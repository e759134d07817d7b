//! Erase and write sequencing with status polling.
//!
//! Erasing and committing flash are multi-step handshakes against the `0x7E`
//! command family. Steps are separated by fixed settle delays that the
//! bootloader's flash controller needs; the delays are part of the protocol
//! and must not be shortened. By default a step whose command goes
//! unanswered does not abort the sequence: the sequencing presses on and the
//! final confirming checks alone decide success (the stock tool's observable
//! behavior). `with_strict_handshake(true)` turns a missed beat into an
//! early failure instead.
//!
//! Nothing here rolls back. After a failed sequence the ECU is wherever the
//! last completed step left it, and only a fresh state detection tells the
//! caller where that is.

use std::thread;
use std::time::Duration;

use log::{debug, warn};

use crate::ecu::HondaEcu;
use crate::is_interrupt_requested;
use crate::port::KlineBridge;

/// Settle time after the erase timing-parameter command.
const ERASE_SETTLE: Duration = Duration::from_millis(40);

/// Interval between erase progress polls.
const ERASE_POLL_INTERVAL: Duration = Duration::from_millis(100);

/// Upper bound on erase progress polls (about a minute).
const ERASE_WAIT_MAX_POLLS: u32 = 600;

/// Settle time after each post-write sub-command.
const POST_WRITE_SETTLE: Duration = Duration::from_millis(500);

/// Write status value that terminates a successful post-write handshake.
const POST_WRITE_DONE: u8 = 0x0F;

impl<B: KlineBridge> HondaEcu<B> {
    /// Poll the bootloader's write status byte.
    ///
    /// Idempotent: with no intervening state change the ECU reports the same
    /// value on every poll. `None` means the poll went unanswered.
    pub fn write_status(&mut self) -> Option<u8> {
        self.send_command(&[0x7E], &[0x01, 0x01, 0x00], 0)
            .and_then(|resp| resp.data.get(1).copied())
    }

    /// Run the flash erase handshake.
    ///
    /// Erase-begin, address range, a status poll, range confirm, another
    /// poll, the timing-parameter command, a settle delay, and a final
    /// confirm whose status field must read zero. Returns the success flag;
    /// on `false` nothing is rolled back.
    pub fn erase(&mut self) -> bool {
        let answered = self.send_command(&[0x7E], &[0x01, 0x02], 0).is_some();
        if self.missed_beat(answered) {
            return false;
        }
        let answered = self
            .send_command(&[0x7E], &[0x01, 0x03, 0x00, 0x00], 0)
            .is_some();
        if self.missed_beat(answered) {
            return false;
        }
        let _ = self.write_status();
        let answered = self
            .send_command(&[0x7E], &[0x01, 0x0B, 0x00, 0x00, 0x00, 0xFF, 0xFF, 0xFF], 0)
            .is_some();
        if self.missed_beat(answered) {
            return false;
        }
        let _ = self.write_status();
        let answered = self
            .send_command(&[0x7E], &[0x01, 0x0E, 0x01, 0x90], 0)
            .is_some();
        if self.missed_beat(answered) {
            return false;
        }
        thread::sleep(ERASE_SETTLE);
        match self.send_command(&[0x7E], &[0x01, 0x04, 0xFF], 0) {
            Some(resp) => resp.data.get(1) == Some(&0x00),
            None => false,
        }
    }

    /// Wait for a running erase to finish.
    ///
    /// Polls erase progress at a fixed interval until the status byte reads
    /// zero (confirmed with one final write-status poll), the poll itself
    /// goes unanswered (hard abort, not retried), the attempt budget runs
    /// out, or the embedding application requests interruption.
    pub fn erase_wait(&mut self) -> bool {
        for _ in 0..ERASE_WAIT_MAX_POLLS {
            if is_interrupt_requested() {
                warn!("erase wait interrupted");
                return false;
            }
            thread::sleep(ERASE_POLL_INTERVAL);
            match self.send_command(&[0x7E], &[0x01, 0x05], 0) {
                Some(resp) if resp.data.get(1) == Some(&0x00) => {
                    let _ = self.write_status();
                    return true;
                }
                Some(_) => {}
                None => {
                    warn!("erase progress poll unanswered");
                    return false;
                }
            }
        }
        warn!("erase did not finish within the poll budget");
        false
    }

    /// Run the post-write commit handshake.
    ///
    /// Four sub-commands, each followed by a settle delay and a status
    /// poll. After the fourth, the write status must read the terminal
    /// code, confirmed by one final status request whose payload field must
    /// match it.
    pub fn post_write(&mut self) -> bool {
        for step in [0x08, 0x09, 0x0A] {
            let answered = self.send_command(&[0x7E], &[0x01, step], 0).is_some();
            if self.missed_beat(answered) {
                return false;
            }
            thread::sleep(POST_WRITE_SETTLE);
            let _ = self.write_status();
        }
        let answered = self.send_command(&[0x7E], &[0x01, 0x0C], 0).is_some();
        if self.missed_beat(answered) {
            return false;
        }
        thread::sleep(POST_WRITE_SETTLE);
        if self.write_status() != Some(POST_WRITE_DONE) {
            return false;
        }
        match self.send_command(&[0x7E], &[0x01, 0x0D], 0) {
            Some(resp) => resp.data.get(1) == Some(&POST_WRITE_DONE),
            None => false,
        }
    }

    /// In strict mode an unanswered step fails the whole sequence.
    fn missed_beat(&self, answered: bool) -> bool {
        if answered {
            return false;
        }
        debug!("handshake step unanswered");
        self.strict_handshake
    }
}
//! Protocol codec: framing and checksum validation.

pub mod checksum;
pub mod frame;

// Re-export common types
pub use checksum::{ChecksumStatus, checksum, validate_checksums};
pub use frame::{Response, echo_matches, format_message};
= = = = = = =
YOUR TASK: Write out again only the lines from the one with "match self.send_command(&[0x7E], &[0x01, 0x0D], 0)" through the last line of the records above. Keep every word as it stands.

EXERCISE SOLUTION:
        match self.send_command(&[0x7E], &[0x01, 0x0D], 0) {
            Some(resp) => resp.data.get(1) == Some(&POST_WRITE_DONE),
            None => false,
        }
    }

    /// In strict mode an unanswered step fails the whole sequence.
    fn missed_beat(&self, answered: bool) -> bool {
        if answered {
            return false;
        }
        debug!("handshake step unanswered");
        self.strict_handshake
    }
}
//! Protocol codec: framing and checksum validation.

pub mod checksum;
pub mod frame;

// Re-export common types
pub use checksum::{ChecksumStatus, checksum, validate_checksums};
pub use frame::{Response, echo_matches, format_message};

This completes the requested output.